I rifiuti che partiti da Polla sono arrivati in Tunisia e che dovrebbe tornare in Italia, dopo il sequestro al porto di Sousse, sono nel limbo. Secondo le varie ordinanze ministeriali e regionali infatti dovrebbe tornare il 24 di marzo, ma il condizionale è d’obbligo in quanto, in seguito ai vari ricorsi presentati dalla Sra, l’azienda di Polla, è stata “congelata” la fidejussione da 6 milioni di euro. Lo ha reso noto l’avvocato Francesco Avagliano.
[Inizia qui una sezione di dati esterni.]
//! Journal entry handlers

use std::sync::Arc;

use axum::{
    extract::{Path, Query, Request, State},
    Json,
};
use serde::Deserialize;

use crate::{get_user_email, read_json, AppError, AppState, MAX_PAGE_LIMIT};
use feelwrite_core::models::{EmotionCategory, JournalEntry, NewJournalEntry};

/// Query parameters for listing entries
#[derive(Debug, Deserialize)]
pub struct ListEntriesQuery {
    #[serde(default)]
    pub skip: i64,
    #[serde(default = "default_limit")]
    pub limit: i64,
}

fn default_limit() -> i64 {
    100
}

impl ListEntriesQuery {
    fn page(&self) -> (i64, i64) {
        (self.skip.max(0), self.limit.clamp(1, MAX_PAGE_LIMIT))
    }
}

/// Request body for creating an entry
#[derive(Debug, Deserialize)]
#[serde(rename_all = "camelCase")]
pub struct CreateEntryRequest {
    pub user_id: String,
    pub category: String,
    pub sub_emotion: String,
    pub text: String,
    #[serde(default)]
    pub photo_url: Option<String>,
}

/// Request body for appending a reflection
#[derive(Debug, Deserialize)]
pub struct ReflectionRequest {
    pub prompt: String,
    pub response: String,
}

/// POST /api/journal - Create a journal entry
pub async fn create_entry(
    State(state): State<Arc<AppState>>,
    request: Request,
) -> Result<Json<JournalEntry>, AppError> {
    let user_email = get_user_email(request.headers());
    let req: CreateEntryRequest = read_json(request).await?;

    let category: EmotionCategory = req
        .category
        .parse()
        .map_err(|e: String| AppError::bad_request(&e))?;

    let entry = state
        .db
        .create_entry(&NewJournalEntry {
            user_id: req.user_id,
            category,
            sub_emotion: req.sub_emotion,
            text: req.text,
            photo_url: req.photo_url,
            created_at: None,
        })
        .map_err(AppError::from_core)?;

    state.db.log_audit(
        &user_email,
        "create",
        Some("journal_entry"),
        Some(&entry.id),
        Some(&format!("category={}, sub_emotion={}", entry.category, entry.sub_emotion)),
    )?;

    Ok(Json(entry))
}

/// GET /api/journal - List entries, newest first
pub async fn list_entries(
    State(state): State<Arc<AppState>>,
    Query(params): Query<ListEntriesQuery>,
) -> Result<Json<Vec<JournalEntry>>, AppError> {
    let (skip, limit) = params.page();
    Ok(Json(state.db.list_entries(skip, limit)?))
}

/// GET /api/journal/user/:user_id - List a user's entries, newest first
pub async fn list_user_entries(
    State(state): State<Arc<AppState>>,
    Path(user_id): Path<String>,
    Query(params): Query<ListEntriesQuery>,
) -> Result<Json<Vec<JournalEntry>>, AppError> {
    let (skip, limit) = params.page();
    Ok(Json(state.db.list_entries_for_user(&user_id, skip, limit)?))
}

/// GET /api/journal/:id - Get one entry
pub async fn get_entry(
    State(state): State<Arc<AppState>>,
    Path(id): Path<String>,
) -> Result<Json<JournalEntry>, AppError> {
    let entry = state.db.get_entry(&id).map_err(AppError::from_core)?;
    Ok(Json(entry))
}

/// PATCH /api/journal/:id - Append a reflection
pub async fn append_reflection(
    State(state): State<Arc<AppState>>,
    Path(id): Path<String>,
    request: Request,
) -> Result<Json<JournalEntry>, AppError> {
    let user_email = get_user_email(request.headers());
    let req: ReflectionRequest = read_json(request).await?;

    let entry = state
        .db
        .append_reflection(&id, &req.prompt, &req.response)
        .map_err(AppError::from_core)?;

    state.db.log_audit(
        &user_email,
        "reflect",
        Some("journal_entry"),
        Some(&id),
        Some(&format!("reflections={}", entry.reflections.len())),
    )?;

    Ok(Json(entry))
}
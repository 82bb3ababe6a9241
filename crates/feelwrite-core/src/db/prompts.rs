//! Reflection prompt queries

use rand::seq::IndexedRandom;
use rand::Rng;
use rusqlite::params;

use super::Database;
use crate::error::{Error, Result};
use crate::models::{EmotionCategory, Prompt};

/// Category used when a caller does not name one
pub const DEFAULT_PROMPT_CATEGORY: EmotionCategory = EmotionCategory::Anxious;

impl Database {
    /// List active prompts, optionally restricted to one category
    pub fn list_prompts(&self, category: Option<EmotionCategory>) -> Result<Vec<Prompt>> {
        let conn = self.conn()?;
        let mut stmt = conn.prepare(
            r#"
            SELECT p.id, p.text, c.slug, p.is_active
            FROM prompts p
            LEFT JOIN emotion_categories c ON c.id = p.category_id
            WHERE p.is_active = 1 AND (?1 IS NULL OR c.slug = ?1)
            ORDER BY p.id
            "#,
        )?;

        let key = category.map(|c| c.as_str());
        let prompts = stmt
            .query_map(params![key], |row| {
                let key: Option<String> = row.get(2)?;
                Ok(Prompt {
                    id: row.get(0)?,
                    text: row.get(1)?,
                    category: key.and_then(|k| k.parse().ok()),
                    is_active: row.get(3)?,
                })
            })?
            .collect::<std::result::Result<Vec<_>, _>>()?;

        Ok(prompts)
    }

    /// Pick one active prompt for the category uniformly at random
    pub fn random_prompt<R: Rng + ?Sized>(
        &self,
        category: Option<EmotionCategory>,
        rng: &mut R,
    ) -> Result<Prompt> {
        let category = category.unwrap_or(DEFAULT_PROMPT_CATEGORY);
        let prompts = self.list_prompts(Some(category))?;
        prompts
            .choose(rng)
            .cloned()
            .ok_or_else(|| Error::NotFound(format!("No prompts for category '{}'", category)))
    }
}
Resta però esecutiva la decisione di far tornare i rifiuti in Italia e sono in atto già le pratiche. Lo ha scritto in una nota la Regione Campania, la nota è firmata dal dirigente Antonello Barretta, inviata tra gli altri ai due ministeri competenti in Italia e in Tunisia. La missiva è stata inviata anche alle forze dell’ordine che stanno portando avanti le indagini in Italia, perché un fascicolo anche nella Penisola è stato aperto da mesi. Ricordiamo che la vicenda in Tunisia ha portato all’arresto di dodici persone anche ai vertici ministeriali.